*Goal of the exercise*
Make a verbatim copy of all the records.

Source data
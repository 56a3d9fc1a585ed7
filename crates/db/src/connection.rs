use std::time::Duration;

use sqlx::sqlite::SqlitePoolOptions;

use repairdesk_core::config::DatabaseConfig;

pub type DbPool = sqlx::SqlitePool;

pub async fn connect(database: &DatabaseConfig) -> Result<DbPool, sqlx::Error> {
    connect_with_settings(&database.url, database.max_connections, database.timeout_secs).await
}

/// Opens a pool with foreign keys enforced. File-backed databases are created on first use.
pub async fn connect_with_settings(
    database_url: &str,
    max_connections: u32,
    timeout_secs: u64,
) -> Result<DbPool, sqlx::Error> {
    let database_url = creatable_url(database_url);
    SqlitePoolOptions::new()
        .max_connections(max_connections.max(1))
        .acquire_timeout(Duration::from_secs(timeout_secs.max(1)))
        .after_connect(|conn, _meta| {
            Box::pin(async move {
                sqlx::query("PRAGMA foreign_keys = ON").execute(&mut *conn).await?;
                sqlx::query("PRAGMA journal_mode = WAL").execute(&mut *conn).await?;
                sqlx::query("PRAGMA busy_timeout = 5000").execute(&mut *conn).await?;
                Ok(())
            })
        })
        .connect(&database_url)
        .await
}

fn creatable_url(database_url: &str) -> String {
    let url = database_url.trim();
    if url == ":memory:" {
        return "sqlite::memory:".to_string();
    }
    let file_backed = url.starts_with("sqlite://") && !url.contains(":memory:");
    if file_backed && !url.contains("mode=") {
        let separator = if url.contains('?') { '&' } else { '?' };
        return format!("{url}{separator}mode=rwc");
    }
    url.to_string()
}
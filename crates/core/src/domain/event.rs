use chrono::{DateTime, Utc};
use serde::{Deserialize, Serialize};

use crate::domain::work_order::WorkOrderId;

#[derive(Clone, Debug, PartialEq, Eq, Serialize, Deserialize)]
#[serde(rename_all = "snake_case")]
pub enum WorkOrderEventKind {
    Create,
    Note,
    StatusChange,
}

impl WorkOrderEventKind {
    pub fn as_str(&self) -> &'static str {
        match self {
            Self::Create => "create",
            Self::Note => "note",
            Self::StatusChange => "status_change",
        }
    }

    pub fn parse(value: &str) -> Option<Self> {
        match value.trim().to_ascii_lowercase().as_str() {
            "create" => Some(Self::Create),
            "note" => Some(Self::Note),
            "status_change" => Some(Self::StatusChange),
            _ => None,
        }
    }
}

/// The person operating the intake counter.
#[derive(Clone, Debug, Default, PartialEq, Eq, Serialize, Deserialize)]
pub struct Operator {
    pub id: Option<String>,
    pub full_name: Option<String>,
    pub email: Option<String>,
    pub role: Option<String>,
}

impl Operator {
    pub fn display_name(&self) -> &str {
        [self.full_name.as_deref(), self.email.as_deref()]
            .into_iter()
            .flatten()
            .find(|value| !value.trim().is_empty())
            .unwrap_or("System")
    }

    pub fn role_or_default(&self) -> &str {
        self.role.as_deref().filter(|role| !role.trim().is_empty()).unwrap_or("system")
    }
}

#[derive(Clone, Debug, PartialEq, Eq, Serialize, Deserialize)]
pub struct WorkOrderEvent {
    pub id: String,
    pub order_id: WorkOrderId,
    pub order_number: String,
    pub kind: WorkOrderEventKind,
    pub description: String,
    pub user_id: Option<String>,
    pub user_name: String,
    pub user_role: String,
    pub for_customer: bool,
    pub created_at: DateTime<Utc>,
}

#[cfg(test)]
mod tests {
    use super::{Operator, WorkOrderEventKind};

    #[test]
    fn display_name_falls_back_to_email_then_system() {
        let named = Operator {
            full_name: Some("Luis Rivera".to_string()),
            email: Some("luis@shop.test".to_string()),
            ..Operator::default()
        };
        assert_eq!(named.display_name(), "Luis Rivera");

        let email_only = Operator { email: Some("luis@shop.test".to_string()), ..Operator::default() };
        assert_eq!(email_only.display_name(), "luis@shop.test");

        assert_eq!(Operator::default().display_name(), "System");
        assert_eq!(Operator::default().role_or_default(), "system");
    }

    #[test]
    fn event_kind_round_trips_through_str() {
        for kind in [WorkOrderEventKind::Create, WorkOrderEventKind::Note] {
            assert_eq!(WorkOrderEventKind::parse(kind.as_str()), Some(kind));
        }
    }
}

*Your response*
repository 56a3d9fc1a585ed7
filename crates/db/src/connection.rs
use std::time::Duration;

use sqlx::sqlite::SqlitePoolOptions;

use repairdesk_core::config::DatabaseConfig;

pub type DbPool = sqlx::SqlitePool;

pub async fn connect(database: &DatabaseConfig) -> Result<DbPool, sqlx::Error> {
    connect_with_settings(&database.url, database.max_connections, database.timeout_secs).await
}

/// Opens a pool with foreign keys enforced. File-backed databases are created on first use.
pub async fn connect_with_settings(
    database_url: &str,
    max_connections: u32,
    timeout_secs: u64,
) -> Result<DbPool, sqlx::Error> {
    let database_url = creatable_url(database_url);
    SqlitePoolOptions::new()
        .max_connections(max_connections.max(1))
        .acquire_timeout(Duration::from_secs(timeout_secs.max(1)))
        .after_connect(|conn, _meta| {
            Box::pin(async move {
                sqlx::query("PRAGMA foreign_keys = ON").execute(&mut *conn).await?;
                sqlx::query("PRAGMA journal_mode = WAL").execute(&mut *conn).await?;
                sqlx::query("PRAGMA busy_timeout = 5000").execute(&mut *conn).await?;
                Ok(())
            })
        })
        .connect(&database_url)
        .await
}

fn creatable_url(database_url: &str) -> String {
    let url = database_url.trim();
    if url == ":memory:" {
        return "sqlite::memory:".to_string();
    }
    let file_backed = url.starts_with("sqlite://") && !url.contains(":memory:");
    if file_backed && !url.contains("mode=") {
        let separator = if url.contains('?') { '&' } else { '?' };
        return format!("{url}{separator}mode=rwc");
    }
    url.to_string()
}
filename crates/core/src/domain/event.rs
use chrono::{DateTime, Utc};
use serde::{Deserialize, Serialize};

use crate::domain::work_order::WorkOrderId;

#[derive(Clone, Debug, PartialEq, Eq, Serialize, Deserialize)]
#[serde(rename_all = "snake_case")]
pub enum WorkOrderEventKind {
    Create,
    Note,
    StatusChange,
}

impl WorkOrderEventKind {
    pub fn as_str(&self) -> &'static str {
        match self {
            Self::Create => "create",
            Self::Note => "note",
            Self::StatusChange => "status_change",
        }
    }

    pub fn parse(value: &str) -> Option<Self> {
        match value.trim().to_ascii_lowercase().as_str() {
            "create" => Some(Self::Create),
            "note" => Some(Self::Note),
            "status_change" => Some(Self::StatusChange),
            _ => None,
        }
    }
}

/// The person operating the intake counter.
#[derive(Clone, Debug, Default, PartialEq, Eq, Serialize, Deserialize)]
pub struct Operator {
    pub id: Option<String>,
    pub full_name: Option<String>,
    pub email: Option<String>,
    pub role: Option<String>,
}

impl Operator {
    pub fn display_name(&self) -> &str {
        [self.full_name.as_deref(), self.email.as_deref()]
            .into_iter()
            .flatten()
            .find(|value| !value.trim().is_empty())
            .unwrap_or("System")
    }

    pub fn role_or_default(&self) -> &str {
        self.role.as_deref().filter(|role| !role.trim().is_empty()).unwrap_or("system")
    }
}

#[derive(Clone, Debug, PartialEq, Eq, Serialize, Deserialize)]
pub struct WorkOrderEvent {
    pub id: String,
    pub order_id: WorkOrderId,
    pub order_number: String,
    pub kind: WorkOrderEventKind,
    pub description: String,
    pub user_id: Option<String>,
    pub user_name: String,
    pub user_role: String,
    pub for_customer: bool,
    pub created_at: DateTime<Utc>,
}

#[cfg(test)]
mod tests {
    use super::{Operator, WorkOrderEventKind};

    #[test]
    fn display_name_falls_back_to_email_then_system() {
        let named = Operator {
            full_name: Some("Luis Rivera".to_string()),
            email: Some("luis@shop.test".to_string()),
            ..Operator::default()
        };
        assert_eq!(named.display_name(), "Luis Rivera");

        let email_only = Operator { email: Some("luis@shop.test".to_string()), ..Operator::default() };
        assert_eq!(email_only.display_name(), "luis@shop.test");

        assert_eq!(Operator::default().display_name(), "System");
        assert_eq!(Operator::default().role_or_default(), "system");
    }

    #[test]
    fn event_kind_round_trips_through_str() {
        for kind in [WorkOrderEventKind::Create, WorkOrderEventKind::Note] {
            assert_eq!(WorkOrderEventKind::parse(kind.as_str()), Some(kind));
        }
    }
}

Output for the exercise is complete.